Depois de anos tentando deixar a casa mais inteligente, parte do design começa a fazer a pergunta oposta: será que precisamos perceber a tecnologia o tempo inteiro?
As chamadas analog homes não propõem uma volta literal ao passado. A tecnologia continua existindo, mas perde presença visual e deixa de organizar cada gesto da rotina.
Entram livros, discos, rádios, jogos, interruptores simples, iluminação manual e objetos que carregam memória. Saem, ou pelo menos deixam de dominar, telas e interfaces que transformam a casa em extensão permanente do telefone.
O movimento conversa com outra tendência importante dos interiores em 2026: a rejeição das casas montadas para parecer imagens que já circulam nas redes.
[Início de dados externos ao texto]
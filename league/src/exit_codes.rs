//! Stable exit codes for the `league` CLI.

/// Command succeeded (including a play session rejected for a bad player count).
pub const OK: i32 = 0;
/// Command failed due to invalid config, a malformed league file or an I/O error.
pub const INVALID: i32 = 1;
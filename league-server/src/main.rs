//! League server - HTTP API over the poker league table.

mod routes;
mod state;

use std::net::{IpAddr, SocketAddr};
use std::path::PathBuf;

use anyhow::Context;
use clap::Parser;
use league::io::config::{DEFAULT_CONFIG_PATH, load_config};
use league::io::player_store::FileSystemPlayerStore;
use tower_http::cors::{Any, CorsLayer};
use tracing::info;

use crate::state::AppState;

#[derive(Parser)]
#[command(name = "league-server")]
#[command(about = "HTTP API for player scores and the league table")]
struct Args {
    /// Config file (TOML). Defaults apply when it does not exist.
    #[arg(long, default_value = DEFAULT_CONFIG_PATH)]
    config: PathBuf,

    /// League file (overrides `database_path` from the config)
    #[arg(long)]
    database: Option<PathBuf>,

    /// Address to bind the server to (overrides `server.bind`)
    #[arg(long)]
    bind: Option<String>,

    /// Port to listen on (overrides `server.port`)
    #[arg(long)]
    port: Option<u16>,
}

#[tokio::main]
async fn main() -> anyhow::Result<()> {
    tracing_subscriber::fmt()
        .with_env_filter(
            tracing_subscriber::EnvFilter::from_default_env()
                .add_directive("league_server=info".parse()?),
        )
        .init();

    let args = Args::parse();
    let cfg = load_config(&args.config)?;

    let database = args.database.unwrap_or(cfg.database_path);
    info!(database = %database.display(), "opening league");
    let state = AppState::new(FileSystemPlayerStore::open(database)?);

    let cors = CorsLayer::new()
        .allow_origin(Any)
        .allow_methods(Any)
        .allow_headers(Any);

    let app = routes::api_router().layer(cors).with_state(state);

    let addr = listen_addr(
        &args.bind.unwrap_or(cfg.server.bind),
        args.port.unwrap_or(cfg.server.port),
    )?;
    info!(addr = %addr, "listening");

    let listener = tokio::net::TcpListener::bind(addr).await?;
    axum::serve(listener, app).await?;

    Ok(())
}

/// Combine a bare IP (v4 or v6) with the port.
fn listen_addr(bind: &str, port: u16) -> anyhow::Result<SocketAddr> {
    let ip: IpAddr = bind
        .parse()
        .with_context(|| format!("invalid bind address {bind}"))?;
    Ok(SocketAddr::new(ip, port))
}

#[cfg(test)]
mod tests {
    use super::*;

    #[test]
    fn parse_overrides() {
        let args = Args::parse_from(["league-server", "--port", "8080", "--database", "db.json"]);
        assert_eq!(args.port, Some(8080));
        assert_eq!(args.database, Some(PathBuf::from("db.json")));
        assert_eq!(args.bind, None);
        assert_eq!(args.config, PathBuf::from(DEFAULT_CONFIG_PATH));
    }

    #[test]
    fn listen_addr_accepts_ipv4_and_ipv6() {
        assert_eq!(
            listen_addr("127.0.0.1", 5000).expect("ipv4").to_string(),
            "127.0.0.1:5000"
        );
        assert_eq!(listen_addr("::1", 5000).expect("ipv6").to_string(), "[::1]:5000");
        assert!(listen_addr("localhost", 5000).is_err());
    }
}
Durante anos, referências digitais aproximaram gostos e criaram uma espécie de convergência estética. Os mesmos sofás, paletas e objetos apareciam em diferentes cidades porque todos partiam das mesmas imagens.
Agora cresce o interesse por interiores mais particulares, imperfeitos e acumulados ao longo do tempo.
O analógico funciona menos como nostalgia e mais como reação ao excesso de conectividade.
A casa volta a ser pensada para ouvir música, ler, conversar, descansar e viver sem que cada ambiente precise provar visualmente que está atualizado.
Talvez o verdadeiro avanço esteja justamente aí: usar tecnologia quando ela melhora a vida e deixá-la desaparecer quando não precisa ser vista.